Most plants grow best when soil pH is between 6.0 and 7.0, except for some acid loving plants such as blueberries, azaleas, and rhododendrons that require a lower soil pH between 4.5 and 5.2. Due to the climate and geology of New England, our soils tend to be naturally acidic, with pH ranging between 4.5 and 5.5. Adding amendments in the fall to adjust pH allows time for the chemical reactions to take place that are necessary for pH change to occur.

Amendments for raising soil pH

Agricultural limestone is the most common material used for raising soil pH. Limestone consists of either calcium carbonate (calcitic limestone) or calcium and magnesium carbonate (dolomitic limestone). In soils low in magnesium, dolomitic limestone is preferred. Apply lime as recommended by soil test results. The soil testing lab determines the amount of lime using the target pH (based on the plants identified on the submission form) and the soil’s buffering capacity (soil’s tendency to resist pH change). When lime is added to the soil, chemical reactions neutralize the active acidity (hydrogen ions in the soil solution) and exchangeable acidity or buffering capacity (hydrogen and aluminum ions held on soil particle surfaces) to raise the pH.
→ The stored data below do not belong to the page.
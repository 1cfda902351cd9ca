#![forbid(unsafe_code)]

//! Pointer-space geometry: points and displacement vectors.
//!
//! Coordinates are CSS-pixel style `f64` values in the surface's own space,
//! with `y` growing downward. A positive `dy` therefore means the finger moved
//! toward the bottom of the screen.

use std::ops::{Add, Sub};

#[cfg(feature = "serde")]
use serde::{Deserialize, Serialize};

/// A pointer location.
#[derive(Debug, Clone, Copy, PartialEq, Default)]
#[cfg_attr(feature = "serde", derive(Serialize, Deserialize))]
pub struct Point {
    pub x: f64,
    pub y: f64,
}

impl Point {
    /// Create a new point.
    #[must_use]
    pub const fn new(x: f64, y: f64) -> Self {
        Self { x, y }
    }

    #[must_use]
    pub fn is_finite(self) -> bool {
        self.x.is_finite() && self.y.is_finite()
    }

    /// Displacement from `self` to `other`.
    #[must_use]
    pub fn delta_to(self, other: Self) -> Delta {
        Delta::new(other.x - self.x, other.y - self.y)
    }
}

impl From<(f64, f64)> for Point {
    fn from((x, y): (f64, f64)) -> Self {
        Self { x, y }
    }
}

/// A displacement between two pointer samples.
#[derive(Debug, Clone, Copy, PartialEq, Default)]
#[cfg_attr(feature = "serde", derive(Serialize, Deserialize))]
pub struct Delta {
    pub dx: f64,
    pub dy: f64,
}

impl Delta {
    pub const ZERO: Self = Self { dx: 0.0, dy: 0.0 };

    #[must_use]
    pub const fn new(dx: f64, dy: f64) -> Self {
        Self { dx, dy }
    }

    /// True when horizontal travel dominates vertical travel.
    #[must_use]
    pub fn is_mostly_horizontal(self) -> bool {
        self.dx.abs() > self.dy.abs()
    }
}

impl Add for Delta {
    type Output = Self;

    fn add(self, rhs: Self) -> Self {
        Self::new(self.dx + rhs.dx, self.dy + rhs.dy)
    }
}

impl Sub for Point {
    type Output = Delta;

    fn sub(self, rhs: Self) -> Delta {
        rhs.delta_to(self)
    }
}

#[cfg(test)]
mod tests {
    use super::*;

    #[test]
    fn delta_to_is_other_minus_self() {
        let a = Point::new(10.0, 20.0);
        let b = Point::new(4.0, 50.0);
        assert_eq!(a.delta_to(b), Delta::new(-6.0, 30.0));
        assert_eq!(b - a, Delta::new(-6.0, 30.0));
    }

    #[test]
    fn horizontal_dominance_is_strict() {
        assert!(Delta::new(-80.0, 10.0).is_mostly_horizontal());
        assert!(!Delta::new(30.0, 30.0).is_mostly_horizontal());
        assert!(!Delta::new(5.0, -40.0).is_mostly_horizontal());
    }

    #[test]
    fn deltas_add_componentwise() {
        let sum = Delta::new(1.0, -2.0) + Delta::new(3.0, 5.0);
        assert_eq!(sum, Delta::new(4.0, 3.0));
    }
}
Amendments for lowering soil pH

Lowering soil pH is required when growing acid loving plants. Lowering the pH may also be needed if the level of calcium and magnesium is too high in the soil. Elemental sulfur is the most common material recommended for lowering soil pH and should be applied as recommended by soil test results. The lab determines the amount of elemental sulfur needed to lower the soil’s pH based on the soil texture, the current pH, and the target pH. Elemental sulfur reacts slowly with soil and is best applied in the fall and incorporated into the soil to a depth of 6 inches. Apply elemental sulfur as recommended by soil test results. Sandy soil requires lower amounts of elemental sulfur than clay soils. For example, a sandy soil with pH 6.0 requires 4 pounds of elemental sulfur per 1000 sq. ft. to lower the pH to 5.5, while a clay soil requires 16 pounds per 1000 sq. ft. Large amounts of elemental sulfur are required to make even a small change in soil pH. Apply no more than 15 pounds of elemental sulfur per 1000 square feet at any one time.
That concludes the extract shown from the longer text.